High hopes · After losing six of their last nine games, junior forward Nikola Vucevic and the USC men’s basketball players look to defeat Cal this weekend. Cal bested the Trojans earlier this season at the Galen Center. - Tim Tran | Daily Trojan

“We just need to play every game one at a time,” O’Neill said. “From there we will just see where we end up at the end of the year.”

First up on the Trojans Northern California tour is a stop at Haas Pavilion tonight to take on an equally underperforming opponent in California.

When the Trojans embarked on their Oregon road trip a month ago, the season held a lot of promise.

But from poor perimeter defense to inconsistent guard play and untimely scoring droughts, what has transpired over the last 30 days has turned lofty goals into unfulfilled expectations.

“We are not going to win 18 or 19 games,” O’Neill said. “We’d have to win the rest of them and I don’t know if we’re capable of that.”

To add insult to injury, the Trojans (13-12, 5-7) haven’t won at Berkeley since January 2007 and have struggled mightily on the road during Pac-10 play this season, winning just one game in five contests.

In addition to its road woes, USC has already lost to Cal (13-12, 6-7) this season, back on Jan. 22 when the Bears pulled out a narrow 68-66 victory at the Galen Center.

Despite senior guard Donte Smith’s career-high 24 points on eight three-point baskets in their first meeting, USC could not contain the Bears’ physicality, primarily from junior forward Harper Kamp.

Kamp led California with 19 points (10 of which came in the final seven minutes), but after landing an elbow to the jaw of junior forward Nikola Vucevic in the first half, USC’s interior post presence was essentially nonexistent.

Vucevic — who comes into tonight’s 7:30 p.m. tip-off leading USC with 16.9 points per game and 10.1 rebounds per game, finished the night with just six points, his lowest point total on the Pac-10 season.

Although things remain bleak for the visibly frustrated Trojans with six games to play in their conference schedule plus the upcoming Pac-10 tournament, there is still time to save face in a season slowly fading away.

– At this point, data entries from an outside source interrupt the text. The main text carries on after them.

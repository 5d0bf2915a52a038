//! Refresh worker tests against an in-memory store and an instrumented LLM stub

use super::*;
use crate::error::{RcaError, RcaResult};
use crate::incident::{Incident, IncidentEvent, IncidentSource, MockIncidentSource, parse_timestamp};
use crate::llm::{CompletionClient, MockCompletionClient};
use crate::summarizer::{Prompt, Summarizer};
use async_trait::async_trait;
use chrono::{DateTime, Utc};
use parking_lot::Mutex;
use serde_json::{Map, Value, json};
use std::collections::{HashMap, HashSet};
use std::sync::Arc;
use std::sync::atomic::{AtomicUsize, Ordering};
use std::time::Duration;

fn ts(raw: &str) -> DateTime<Utc> {
    parse_timestamp(raw).unwrap()
}

fn incident(n: usize) -> Incident {
    Incident::new(
        format!("uuid-{n}"),
        format!("ITN-2025-{n:05}"),
        ts("2025-04-22T14:30:00Z"),
    )
    .with_field("last_changed_at", json!("2025-04-22T14:30:00Z"))
}

fn stale_incidents(count: usize) -> Vec<Incident> {
    (1..=count).map(incident).collect()
}

type Log = Arc<Mutex<Vec<String>>>;

/// Incident store kept in memory. Records go through their wire form on every
/// listing, and writes stamp `ai_summary_updated_at` and bump the raw
/// `updated_at` like the real store.
#[derive(Default)]
struct MemorySource {
    incidents: Mutex<Vec<Incident>>,
    activity: HashMap<String, DateTime<Utc>>,
    failing_activity: HashSet<String>,
    failing_events: HashSet<String>,
    failing_writes: HashSet<String>,
    log: Log,
    writes: Mutex<Vec<String>>,
}

impl MemorySource {
    fn new(incidents: Vec<Incident>) -> Self {
        Self {
            incidents: Mutex::new(incidents),
            ..Self::default()
        }
    }

    fn written_ids(&self) -> Vec<String> {
        let mut ids = self.writes.lock().clone();
        ids.sort();
        ids
    }
}

#[async_trait]
impl IncidentSource for MemorySource {
    async fn list_incidents(&self) -> RcaResult<Vec<Incident>> {
        self.incidents
            .lock()
            .iter()
            .cloned()
            .map(|incident| Incident::try_from(Map::from(incident)))
            .collect()
    }

    async fn get_incident(&self, public_id: &str) -> RcaResult<Incident> {
        self.incidents
            .lock()
            .iter()
            .find(|i| i.incident_id == public_id)
            .cloned()
            .ok_or_else(|| RcaError::not_found(public_id))
    }

    async fn list_events(&self, id: &str) -> RcaResult<Vec<IncidentEvent>> {
        if self.failing_events.contains(id) {
            return Err(RcaError::source_http("connection reset", "memory://events", None));
        }
        Ok(vec![IncidentEvent::note(format!("on-call paged for {id}"))])
    }

    async fn latest_activity(&self, incident: &Incident) -> RcaResult<Option<DateTime<Utc>>> {
        if self.failing_activity.contains(&incident.id) {
            return Err(RcaError::source_http("bad gateway", "memory://follow_ups", Some(502)));
        }
        Ok(self.activity.get(&incident.id).copied())
    }

    async fn update_summary(
        &self,
        id: &str,
        text: &str,
        written_at: DateTime<Utc>,
    ) -> RcaResult<()> {
        if self.failing_writes.contains(id) {
            return Err(RcaError::not_found_resource(format!("incident {id}"), "incident"));
        }
        self.log.lock().push(format!("write:{id}"));
        self.writes.lock().push(id.to_string());

        let mut incidents = self.incidents.lock();
        let incident = incidents
            .iter_mut()
            .find(|i| i.id == id)
            .ok_or_else(|| RcaError::not_found(id.to_string()))?;
        incident.ai_summary = Some(text.to_string());
        incident.ai_summary_updated_at = Some(written_at);
        incident.extra.insert(
            "updated_at".to_string(),
            json!((written_at + chrono::Duration::seconds(1)).to_rfc3339()),
        );
        Ok(())
    }
}

/// Completion stub that records ordering and peak concurrency
#[derive(Default)]
struct StubLlm {
    delay: Duration,
    failing: HashSet<String>,
    panicking: HashSet<String>,
    in_flight: AtomicUsize,
    max_in_flight: AtomicUsize,
    calls: AtomicUsize,
    log: Log,
}

impl StubLlm {
    fn with_log(log: Log) -> Self {
        Self {
            log,
            ..Self::default()
        }
    }
}

#[async_trait]
impl CompletionClient for StubLlm {
    async fn complete(&self, prompt: &Prompt) -> RcaResult<String> {
        let document: Value = serde_json::from_str(&prompt.document)?;
        let id = document["id"].as_str().unwrap_or_default().to_string();

        let current = self.in_flight.fetch_add(1, Ordering::SeqCst) + 1;
        self.max_in_flight.fetch_max(current, Ordering::SeqCst);
        tokio::time::sleep(self.delay).await;
        self.in_flight.fetch_sub(1, Ordering::SeqCst);
        self.calls.fetch_add(1, Ordering::SeqCst);

        if self.panicking.contains(&id) {
            panic!("stub exploded on {id}");
        }
        if self.failing.contains(&id) {
            return Err(RcaError::llm_with_status("model overloaded", "stub", 503));
        }
        self.log.lock().push(format!("summarized:{id}"));
        Ok(format!("## Overview\nSummary of {id}"))
    }
}

fn worker(source: Arc<MemorySource>, llm: Arc<StubLlm>, options: WorkerOptions) -> RefreshWorker {
    let summarizer = Summarizer::new(llm, "Summarize.", Duration::from_secs(5));
    RefreshWorker::new(source, summarizer, options)
}

#[tokio::test]
async fn test_refreshes_stale_and_skips_fresh() {
    let incidents = vec![
        incident(1),
        incident(2).with_summary("old", ts("2025-04-22T14:00:00Z")),
        incident(3).with_summary("current", ts("2025-04-22T15:00:00Z")),
    ];
    let source = Arc::new(MemorySource::new(incidents));
    let llm = Arc::new(StubLlm::default());

    let report = worker(source.clone(), llm.clone(), WorkerOptions::default())
        .run()
        .await
        .unwrap();

    assert_eq!(report.total, 3);
    assert_eq!(report.summarized, 2);
    assert_eq!(report.skipped, 1);
    assert!(report.is_clean());
    assert_eq!(source.written_ids(), vec!["uuid-1", "uuid-2"]);
    assert_eq!(llm.calls.load(Ordering::SeqCst), 2);
}

#[tokio::test]
async fn test_second_run_refreshes_nothing() {
    let source = Arc::new(MemorySource::new(stale_incidents(4)));
    let llm = Arc::new(StubLlm::default());
    let worker = worker(source.clone(), llm.clone(), WorkerOptions::default());

    let first = worker.run().await.unwrap();
    assert_eq!(first.summarized, 4);

    let second = worker.run().await.unwrap();
    assert_eq!(second.summarized, 0);
    assert_eq!(second.skipped, 4);
    assert_eq!(source.written_ids().len(), 4);
    assert_eq!(llm.calls.load(Ordering::SeqCst), 4);
}

#[tokio::test]
async fn test_llm_failure_is_isolated() {
    let source = Arc::new(MemorySource::new(stale_incidents(5)));
    let llm = Arc::new(StubLlm {
        failing: HashSet::from(["uuid-3".to_string()]),
        ..StubLlm::default()
    });

    let report = worker(source.clone(), llm, WorkerOptions::default())
        .run()
        .await
        .unwrap();

    assert_eq!(report.summarized, 4);
    assert_eq!(report.failed, 1);
    assert_eq!(report.failed_ids(), vec!["ITN-2025-00003"]);

    let failure = &report.failures[0];
    assert_eq!(failure.id, "uuid-3");
    assert_eq!(failure.stage, FailureStage::Summarize);
    assert_eq!(failure.error.incident_id(), Some("ITN-2025-00003"));
    assert!(matches!(failure.error.root_cause(), RcaError::Llm { .. }));

    assert_eq!(
        source.written_ids(),
        vec!["uuid-1", "uuid-2", "uuid-4", "uuid-5"]
    );
}

#[tokio::test(flavor = "multi_thread", worker_threads = 4)]
async fn test_pool_bounds_concurrent_summaries() {
    let source = Arc::new(MemorySource::new(stale_incidents(10)));
    let llm = Arc::new(StubLlm {
        delay: Duration::from_millis(25),
        ..StubLlm::default()
    });

    let report = worker(source, llm.clone(), WorkerOptions::default().with_max_workers(3))
        .run()
        .await
        .unwrap();

    assert_eq!(report.summarized, 10);
    assert_eq!(llm.calls.load(Ordering::SeqCst), 10);
    let peak = llm.max_in_flight.load(Ordering::SeqCst);
    assert!(peak <= 3, "peak concurrency was {peak}");
    assert!(peak >= 1);
}

#[tokio::test(flavor = "multi_thread", worker_threads = 4)]
async fn test_write_follows_its_summary() {
    let log: Log = Arc::default();
    let source = Arc::new(MemorySource {
        log: log.clone(),
        ..MemorySource::new(stale_incidents(6))
    });
    let llm = Arc::new(StubLlm {
        delay: Duration::from_millis(5),
        ..StubLlm::with_log(log.clone())
    });

    worker(source, llm, WorkerOptions::default())
        .run()
        .await
        .unwrap();

    let log = log.lock();
    for n in 1..=6 {
        let summarized = log.iter().position(|e| *e == format!("summarized:uuid-{n}"));
        let written = log.iter().position(|e| *e == format!("write:uuid-{n}"));
        match (summarized, written) {
            (Some(s), Some(w)) => assert!(s < w, "uuid-{n} written before summary"),
            other => panic!("uuid-{n} missing from log: {other:?}"),
        }
    }
    assert_eq!(log.iter().filter(|e| e.starts_with("write:")).count(), 6);
}

#[tokio::test]
async fn test_list_failure_is_fatal_and_writes_nothing() {
    let mut source = MockIncidentSource::new();
    source
        .expect_list_incidents()
        .times(1)
        .returning(|| Err(RcaError::source_unavailable("connection refused")));
    source.expect_list_events().times(0);
    source.expect_update_summary().times(0);

    let mut llm = MockCompletionClient::new();
    llm.expect_complete().times(0);

    let summarizer = Summarizer::new(Arc::new(llm), "Summarize.", Duration::from_secs(5));
    let result = RefreshWorker::new(Arc::new(source), summarizer, WorkerOptions::default())
        .run()
        .await;

    assert!(matches!(result, Err(RcaError::SourceUnavailable { .. })));
}

#[tokio::test]
async fn test_zero_workers_fails_before_listing() {
    let mut source = MockIncidentSource::new();
    source.expect_list_incidents().times(0);

    let summarizer = Summarizer::new(
        Arc::new(MockCompletionClient::new()),
        "Summarize.",
        Duration::from_secs(5),
    );
    let result = RefreshWorker::new(
        Arc::new(source),
        summarizer,
        WorkerOptions::default().with_max_workers(0),
    )
    .run()
    .await;

    assert!(matches!(result, Err(RcaError::Config { .. })));
}

#[tokio::test]
async fn test_event_and_write_failures_recorded_per_stage() {
    let source = Arc::new(MemorySource {
        failing_events: HashSet::from(["uuid-1".to_string()]),
        failing_writes: HashSet::from(["uuid-2".to_string()]),
        ..MemorySource::new(stale_incidents(3))
    });
    let llm = Arc::new(StubLlm::default());

    let report = worker(source.clone(), llm.clone(), WorkerOptions::default())
        .run()
        .await
        .unwrap();

    assert_eq!(report.summarized, 1);
    assert_eq!(report.failed, 2);
    let stages: HashMap<&str, FailureStage> = report
        .failures
        .iter()
        .map(|f| (f.id.as_str(), f.stage))
        .collect();
    assert_eq!(stages["uuid-1"], FailureStage::Events);
    assert_eq!(stages["uuid-2"], FailureStage::Write);
    assert!(matches!(
        report.failures.iter().find(|f| f.id == "uuid-2").unwrap().error,
        RcaError::NotFound { .. }
    ));
    assert_eq!(source.written_ids(), vec!["uuid-3"]);
    // no summary is generated without the timeline
    assert_eq!(llm.calls.load(Ordering::SeqCst), 2);
}

#[tokio::test]
async fn test_panicking_task_is_recorded() {
    let source = Arc::new(MemorySource::new(stale_incidents(3)));
    let llm = Arc::new(StubLlm {
        panicking: HashSet::from(["uuid-2".to_string()]),
        ..StubLlm::default()
    });

    let report = worker(source.clone(), llm, WorkerOptions::default())
        .run()
        .await
        .unwrap();

    assert_eq!(report.summarized, 2);
    assert_eq!(report.failed, 1);
    let failure = &report.failures[0];
    assert_eq!(failure.incident_id, "ITN-2025-00002");
    assert_eq!(failure.stage, FailureStage::Panic);
    assert!(failure.error.to_string().contains("stub exploded on uuid-2"));
    assert_eq!(source.written_ids(), vec!["uuid-1", "uuid-3"]);
}

#[tokio::test]
async fn test_recent_activity_makes_summary_stale() {
    let summarized_at = ts("2025-04-22T15:00:00Z");
    let source = Arc::new(MemorySource {
        activity: HashMap::from([("uuid-1".to_string(), ts("2025-04-22T16:00:00Z"))]),
        failing_activity: HashSet::from(["uuid-3".to_string()]),
        ..MemorySource::new(vec![
            incident(1).with_summary("before comment", summarized_at),
            incident(2).with_summary("current", summarized_at),
            incident(3).with_summary("current", summarized_at),
        ])
    });
    let llm = Arc::new(StubLlm::default());

    let report = worker(source.clone(), llm, WorkerOptions::default())
        .run()
        .await
        .unwrap();

    assert_eq!(report.summarized, 1);
    assert_eq!(report.skipped, 1);
    assert_eq!(report.failed, 1);
    assert_eq!(report.failures[0].stage, FailureStage::Activity);
    assert_eq!(report.failures[0].id, "uuid-3");
    assert_eq!(source.written_ids(), vec!["uuid-1"]);
}

#[tokio::test]
async fn test_since_skips_old_incidents() {
    let recent = Incident::new("uuid-new", "ITN-2026-00001", Utc::now() - chrono::Duration::days(1));
    let source = Arc::new(MemorySource::new(vec![incident(1), recent]));
    let llm = Arc::new(StubLlm::default());

    let report = worker(source.clone(), llm, WorkerOptions::default().with_since_days(7))
        .run()
        .await
        .unwrap();

    assert_eq!(report.total, 2);
    assert_eq!(report.skipped, 1);
    assert_eq!(report.summarized, 1);
    assert_eq!(source.written_ids(), vec!["uuid-new"]);
}

#[tokio::test]
async fn test_zero_day_window_keeps_every_incident() {
    let source = Arc::new(MemorySource::new(stale_incidents(2)));
    let llm = Arc::new(StubLlm::default());

    let report = worker(source.clone(), llm, WorkerOptions::default().with_since_days(0))
        .run()
        .await
        .unwrap();

    assert_eq!(report.summarized, 2);
    assert_eq!(report.skipped, 0);
    assert_eq!(source.written_ids(), vec!["uuid-1", "uuid-2"]);
}

#[tokio::test]
async fn test_largest_day_window_does_not_abort_run() {
    let source = Arc::new(MemorySource::new(stale_incidents(2)));
    let llm = Arc::new(StubLlm::default());

    let report = worker(
        source.clone(),
        llm,
        WorkerOptions::default().with_since_days(u32::MAX),
    )
    .run()
    .await
    .unwrap();

    assert_eq!(report.summarized, 2);
    assert!(report.is_clean());
}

And if USC can hang its hat on anything that rings of optimism, it has been its performance on Thursday nights.

The Trojans are 4-1 on Thursdays this season, winning by an average of more than 16 points per game.

Also, although the team played from behind for most of their 61-51 loss to Oregon last Saturday at the Galen Center, the backcourt duo of junior Jio Fontan and freshman Maurice Jones finally look as though they are starting to build some chemistry with one another.

In defeat, the two guards combined for a season-high 12 assists — a much-needed boost for USC, who currently sits in last place in the conference with only 12 assists per game.

The Trojans conclude their two-game road trip in Palo Alto, Calif. Saturday night to take on Stanford.

USC’s 65-42 victory over the Cardinal (13-11, 6-7) on Jan. 20 was its largest conference win of the season.